The BBC, convicted of paying a journalist less for being a woman | TV

Journalist Samira Ahmed has won her long judicial battle against the BBC on Friday. A London court has found sufficient reasons to support its claim that public television had discriminated against the host of the program Newswatch. Ahmed went to court last year to defend the value of his work against that of another partner hired by the public entity, Jeremy Vine, who presented a similar content program.

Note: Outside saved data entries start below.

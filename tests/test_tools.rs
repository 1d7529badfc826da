use std::path::{Path, PathBuf};
use std::sync::{Arc, Mutex};

use async_trait::async_trait;
use latex_doc_mcp::compiler::{CompileOutcome, CompileRequest, Compiler};
use latex_doc_mcp::config::Config;
use latex_doc_mcp::error::Result;
use latex_doc_mcp::model::{Engine, PageSize, ToolArgs};
use latex_doc_mcp::renderer::DocumentRenderer;
use latex_doc_mcp::tools::ToolKit;
use tempfile::{tempdir, TempDir};

struct FakeRenderer {
    pages: usize,
    text: String,
}

impl DocumentRenderer for FakeRenderer {
    fn page_count(&self, _pdf: &Path) -> Result<usize> {
        Ok(self.pages)
    }

    fn page_size(&self, _pdf: &Path, _page: u32) -> Result<PageSize> {
        Ok(PageSize { width: 595.0, height: 842.0 })
    }

    fn page_text(&self, _pdf: &Path, page: u32) -> Result<String> {
        Ok(format!("page {page}: {}", self.text))
    }

    fn render_page(&self, _pdf: &Path, _page: u32, scale: f32, out: &Path) -> Result<(u32, u32)> {
        std::fs::write(out, b"png")?;
        Ok(((595.0 * scale) as u32, (842.0 * scale) as u32))
    }
}

/// Writes a canned log and reports the configured exit status.
struct FakeCompiler {
    log: String,
    success: bool,
    output: String,
    seen: Mutex<Vec<CompileRequest>>,
}

#[async_trait]
impl Compiler for FakeCompiler {
    async fn compile(&self, request: &CompileRequest) -> Result<CompileOutcome> {
        self.seen.lock().unwrap().push(request.clone());
        let log_path = request.project_dir.join(format!("{}.log", request.base_name));
        std::fs::write(log_path, &self.log)?;
        Ok(CompileOutcome {
            command: format!("fake {}", request.engine),
            success: self.success,
            exit_code: Some(if self.success { 0 } else { 1 }),
            output: self.output.clone(),
        })
    }
}

fn fake_compiler(log: &str, success: bool, output: &str) -> Arc<FakeCompiler> {
    Arc::new(FakeCompiler {
        log: log.to_string(),
        success,
        output: output.to_string(),
        seen: Mutex::new(Vec::new()),
    })
}

fn toolkit_with(compiler: Arc<FakeCompiler>, pages: usize, text: &str) -> ToolKit {
    ToolKit::with_backends(
        &Config::default(),
        compiler,
        Arc::new(FakeRenderer {
            pages,
            text: text.to_string(),
        }),
    )
}

fn toolkit(pages: usize) -> ToolKit {
    toolkit_with(fake_compiler("", true, ""), pages, "hello")
}

fn project() -> (TempDir, PathBuf) {
    let dir = tempdir().unwrap();
    let root = dir.path().to_path_buf();
    (dir, root)
}

fn args(root: &Path) -> ToolArgs {
    ToolArgs {
        project_dir: Some(root.to_path_buf()),
        ..ToolArgs::default()
    }
}

const SAMPLE_LOG: &str = "This is XeTeX, Version 3.141592653\n\
(./main.tex\n\
LaTeX2e <2023-11-01>\n\
(/usr/share/texlive/texmf-dist/tex/latex/base/article.cls\n\
Document Class: article 2023/05/17 v1.4n Standard LaTeX document class\n\
(/usr/share/texlive/texmf-dist/tex/latex/base/size10.clo))\n\
(./intro.tex [1] [2]\n\
LaTeX Warning: Citation `knuth84' on page 2 undefined on input line 14.\n\
\n\
) (./methods.tex [3]\n\
! Undefined control sequence.\n\
l.8 \\foo\n\
\n\
[4] [4]) [5] (./main.aux) )\n";

#[tokio::test]
async fn page_out_of_range_is_reported() {
    let (_dir, root) = project();
    std::fs::write(root.join("main.pdf"), b"%PDF-1.5").unwrap();
    let kit = toolkit(3);

    for page in [0u32, 4] {
        let out = kit
            .call("page_text", ToolArgs { page: Some(page), ..args(&root) })
            .await;
        assert!(out.is_error, "page {page} should be rejected");
        assert!(out.text.contains("out of range"));
        assert!(out.text.contains("1..=3"));
    }

    let out = kit
        .call("render_page", ToolArgs { page: Some(4), ..args(&root) })
        .await;
    assert!(out.is_error);
    assert!(out.text.contains("out of range"));
}

#[tokio::test]
async fn page_text_is_capped() {
    let (_dir, root) = project();
    std::fs::write(root.join("main.pdf"), b"%PDF-1.5").unwrap();
    let kit = toolkit_with(fake_compiler("", true, ""), 2, &"x".repeat(3000));

    let out = kit
        .call("page_text", ToolArgs { page: Some(2), ..args(&root) })
        .await;
    assert!(!out.is_error, "{}", out.text);
    assert!(out.text.starts_with("Page 2 of 2:"));
    assert!(out.text.contains("[... truncated,"));
}

#[tokio::test]
async fn page_text_without_pdf_asks_for_compile() {
    let (_dir, root) = project();
    let out = toolkit(1)
        .call("page_text", ToolArgs { page: Some(1), ..args(&root) })
        .await;
    assert!(out.is_error);
    assert!(out.text.contains("main.pdf"));
    assert!(out.text.contains("compile the project first"));
}

#[tokio::test]
async fn missing_page_argument() {
    let (_dir, root) = project();
    std::fs::write(root.join("main.pdf"), b"%PDF-1.5").unwrap();
    let out = toolkit(1).call("render_page", args(&root)).await;
    assert!(out.is_error);
    assert!(out.text.contains("page is required"));
}

#[tokio::test]
async fn render_page_default_and_custom_paths() {
    let (_dir, root) = project();
    std::fs::write(root.join("main.pdf"), b"%PDF-1.5").unwrap();
    let kit = toolkit(2);

    let out = kit
        .call("render_page", ToolArgs { page: Some(1), ..args(&root) })
        .await;
    assert!(!out.is_error, "{}", out.text);
    assert!(root.join("main_page1.png").is_file());
    assert!(out.text.contains("1190x1684 px"));

    let out = kit
        .call(
            "render_page",
            ToolArgs {
                page: Some(2),
                output_path: Some(PathBuf::from("shots.png")),
                ..args(&root)
            },
        )
        .await;
    assert!(!out.is_error, "{}", out.text);
    assert!(root.join("shots.png").is_file());
}

#[tokio::test]
async fn check_log_attributes_files_and_lines() {
    let (_dir, root) = project();
    std::fs::write(root.join("main.log"), SAMPLE_LOG).unwrap();

    let out = toolkit(1).call("check_log", args(&root)).await;
    assert!(!out.is_error, "{}", out.text);
    assert!(out.text.contains("Errors (1):"));
    assert!(out.text.contains("1. [methods.tex:8] Undefined control sequence."));
    assert!(!out.text.contains("Warnings"));

    let out = toolkit(1)
        .call("check_log", ToolArgs { include_warnings: true, ..args(&root) })
        .await;
    assert!(out.text.contains("Warnings (1):"));
    assert!(out.text.contains("[intro.tex] LaTeX Warning: Citation `knuth84'"));
}

#[tokio::test]
async fn warning_list_is_capped_at_twenty() {
    let (_dir, root) = project();
    let log: String = (1..=25)
        .map(|i| format!("LaTeX Warning: warning number {i}\n\n"))
        .collect();
    std::fs::write(root.join("main.log"), log).unwrap();

    let out = toolkit(1)
        .call("check_log", ToolArgs { include_warnings: true, ..args(&root) })
        .await;
    assert!(out.text.contains("No errors found."));
    assert!(out.text.contains("Warnings (25):"));
    assert!(out.text.contains("20. [main.tex] LaTeX Warning: warning number 20"));
    assert!(!out.text.contains("warning number 21"));
    assert!(out.text.contains("... and 5 more"));
}

#[tokio::test]
async fn undecodable_log_is_reported() {
    let (_dir, root) = project();
    std::fs::write(root.join("main.log"), [0u8, 159, 146, 150, 0]).unwrap();
    let out = toolkit(1).call("check_log", args(&root)).await;
    assert!(out.is_error);
    assert!(out.text.contains("not decodable"));
}

#[tokio::test]
async fn toc_page_map_with_page_sources() {
    let (_dir, root) = project();
    std::fs::write(
        root.join("main.toc"),
        "\\contentsline {part}{I\\hspace {1em}Basics}{1}{part.1}%\n\
\\contentsline {section}{\\numberline {1}Introduction}{1}{section.1}%\n\
\\contentsline {subsection}{\\numberline {1.1}Scope}{2}{subsection.1.1}%\n\
\\contentsline {section}{\\numberline {2}Methods}{3}{section.2}%\n",
    )
    .unwrap();
    std::fs::write(root.join("main.log"), SAMPLE_LOG).unwrap();

    let out = toolkit(5).call("toc_page_map", args(&root)).await;
    assert!(!out.is_error, "{}", out.text);
    assert!(out.text.contains("Table of contents (4 entries):"));
    assert!(out.text.contains("  Introduction .... p. 1"));
    assert!(out.text.contains("    Scope .... p. 2"));
    assert!(out.text.contains("Pages by source file:"));
    assert!(out.text.contains("p. 1-2: intro.tex"));
    assert!(out.text.contains("p. 3-4: methods.tex"));
    assert!(out.text.contains("p. 5: main.tex"));
}

#[tokio::test]
async fn toc_missing_asks_for_compile() {
    let (_dir, root) = project();
    let out = toolkit(1).call("toc_page_map", args(&root)).await;
    assert!(out.is_error);
    assert!(out.text.contains("main.toc"));
}

#[tokio::test]
async fn document_summary_combines_artifacts() {
    let (_dir, root) = project();
    std::fs::write(
        root.join("main.tex"),
        "\\documentclass[12pt]{report}\n\\usepackage{amsmath,graphicx}\n\\usepackage{hyperref}\n\\usepackage{amsmath}\n\\begin{document}\n\\end{document}\n",
    )
    .unwrap();
    std::fs::write(root.join("main.pdf"), b"%PDF-1.5").unwrap();
    std::fs::write(
        root.join("main.toc"),
        "\\contentsline{section}{\\numberline{1}A}{1}\\contentsline{subsection}{\\numberline{1.1}B}{2}",
    )
    .unwrap();
    std::fs::write(root.join("main.log"), SAMPLE_LOG).unwrap();

    let out = toolkit(7).call("document_summary", args(&root)).await;
    assert!(!out.is_error, "{}", out.text);
    assert!(out.text.contains("Class: report [12pt]"));
    assert!(out.text.contains("Packages (3): amsmath, graphicx, hyperref"));
    assert!(out.text.contains("Pages: 7"));
    assert!(out.text.contains("Page size: 595.0 x 842.0 pt"));
    assert!(out.text.contains("0 part(s), 1 section(s), 1 subsection(s)"));
    assert!(out.text.contains("Log warnings: 1"));
}

#[tokio::test]
async fn document_summary_before_first_build() {
    let (_dir, root) = project();
    std::fs::write(root.join("main.tex"), "\\documentclass{article}\n").unwrap();

    let out = toolkit(1).call("document_summary", args(&root)).await;
    assert!(!out.is_error, "{}", out.text);
    assert!(out.text.contains("Class: article"));
    assert!(out.text.contains("Packages: none"));
    assert!(out.text.contains("PDF not built yet"));
    assert!(!out.text.contains("Pages:"));
}

#[tokio::test]
async fn compile_success_reports_log_errors() {
    let (_dir, root) = project();
    let compiler = fake_compiler(SAMPLE_LOG, true, "Output written on main.pdf");
    let kit = toolkit_with(compiler.clone(), 1, "");

    let out = kit
        .call(
            "compile_latex",
            ToolArgs {
                engine: "pdflatex".into(),
                full_recompile: false,
                main_file: "main.tex".into(),
                ..args(&root)
            },
        )
        .await;
    assert!(!out.is_error, "{}", out.text);
    assert!(out.text.contains("Compilation succeeded with pdflatex"));
    assert!(out.text.contains("Log errors: 1, warnings: 1"));
    assert!(out.text.contains("[methods.tex:8]"));

    let seen = compiler.seen.lock().unwrap();
    assert_eq!(seen.len(), 1);
    assert_eq!(seen[0].engine, Engine::Pdflatex);
    assert_eq!(seen[0].base_name, "main");
    assert!(!seen[0].full_recompile);
}

#[tokio::test]
async fn compile_failure_includes_excerpt() {
    let (_dir, root) = project();
    let output = "This is XeTeX\n! Undefined control sequence.\nl.8 \\foo\nLatexmk: Errors, so I did not complete making targets\n";
    let kit = toolkit_with(fake_compiler(SAMPLE_LOG, false, output), 1, "");

    let out = kit.call("compile_latex", args(&root)).await;
    assert!(out.is_error);
    assert!(out.text.contains("exit status 1"));
    assert!(out.text.contains("! Undefined control sequence."));
    assert!(out.text.contains("Latexmk: Errors"));
    assert!(!out.text.contains("This is XeTeX"));
    assert!(out.text.contains("Errors (1):"));
}

#[tokio::test]
async fn compile_rejects_unknown_engine() {
    let (_dir, root) = project();
    let compiler = fake_compiler("", true, "");
    let kit = toolkit_with(compiler.clone(), 1, "");

    let out = kit
        .call("compile_latex", ToolArgs { engine: "context".into(), ..args(&root) })
        .await;
    assert!(out.is_error);
    assert!(out.text.contains("unknown engine"));
    assert!(compiler.seen.lock().unwrap().is_empty());
}

#[tokio::test]
async fn unknown_tool_and_bad_project_dir() {
    let (_dir, root) = project();
    let out = toolkit(1).call("typeset_everything", args(&root)).await;
    assert!(out.is_error);
    assert!(out.text.contains("typeset_everything"));

    let out = toolkit(1)
        .call("check_log", args(&root.join("does-not-exist")))
        .await;
    assert!(out.is_error);
    assert!(out.text.contains("does not exist"));
}

#[tokio::test]
async fn concurrent_calls_do_not_interfere() {
    let (_dir_a, a) = project();
    let (_dir_b, b) = project();
    std::fs::write(a.join("main.log"), "! Alpha failed.\nl.1 a\n").unwrap();
    std::fs::write(b.join("main.log"), "! Beta failed.\nl.2 b\n").unwrap();

    let kit = Arc::new(toolkit(1));
    let (ra, rb) = tokio::join!(kit.call("check_log", args(&a)), kit.call("check_log", args(&b)));
    assert!(ra.text.contains("Alpha") && !ra.text.contains("Beta"));
    assert!(rb.text.contains("Beta") && !rb.text.contains("Alpha"));
}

The difference in their salaries, that in Vine's case it was 3,600 euros per program while Ahmed's was about 700 euros, was, according to the BBC, in the category assigned to each space. While that of the presenter was considered an informative program, that of her partner was included in the entertainment section. Both had similar content. Newswatch It became a kind of "defender of the spectator" in which the informative content broadcast throughout the week was analyzed from an ethical and professional perspective. Points of View, presented by Vine, it collected in a more informal tone the complaints and opinions of the spectators about all the programs - series, contests, etc. - of the chain.

"Jeremy Vine just read the script from the teleprompter [el cristal sobrepuesto a la cámara del que el presentador lee el texto]. I read it in the tone in which it was written. If he was told to make an eye movement, he did. No special skill or concrete experience is required to do that, "the judges have ruled, in response to the BBC's arguments, which assured that it was necessary for the entertainment program to have a talented and charismatic presenter, and that That had a cost.

The court, however, has not ruled on the specific demand of Ahmed, which claimed compensation for almost 900,000 euros, but has made it clear that his work was equivalent to that of Vine under the Equality Act of 2010. The corporation, have said the judges, "has not demonstrated any material factor that would justify the difference in payment other than the discrimination based on sex alleged by the applicant."

Several BBC presenters have turned to social media in support of Ahmed. "I can't be more proud of you," wrote Carrie Gracie, who resigned from her position two years ago for the same reasons of wage discrimination. "Regarding the BBC bosses, it's time to stop entrenching," he added. Even the novelist Margaret Atwood, the famous author of The Tale of the Maid and recently winner of the Booker Prize, has sympathized with the journalist.

The chain has the possibility to appeal the verdict, but has not yet announced its decision. In the case of not doing so, he faces millionaire payments before the almost certain possibility that new demands will be presented by the workers of the corporation.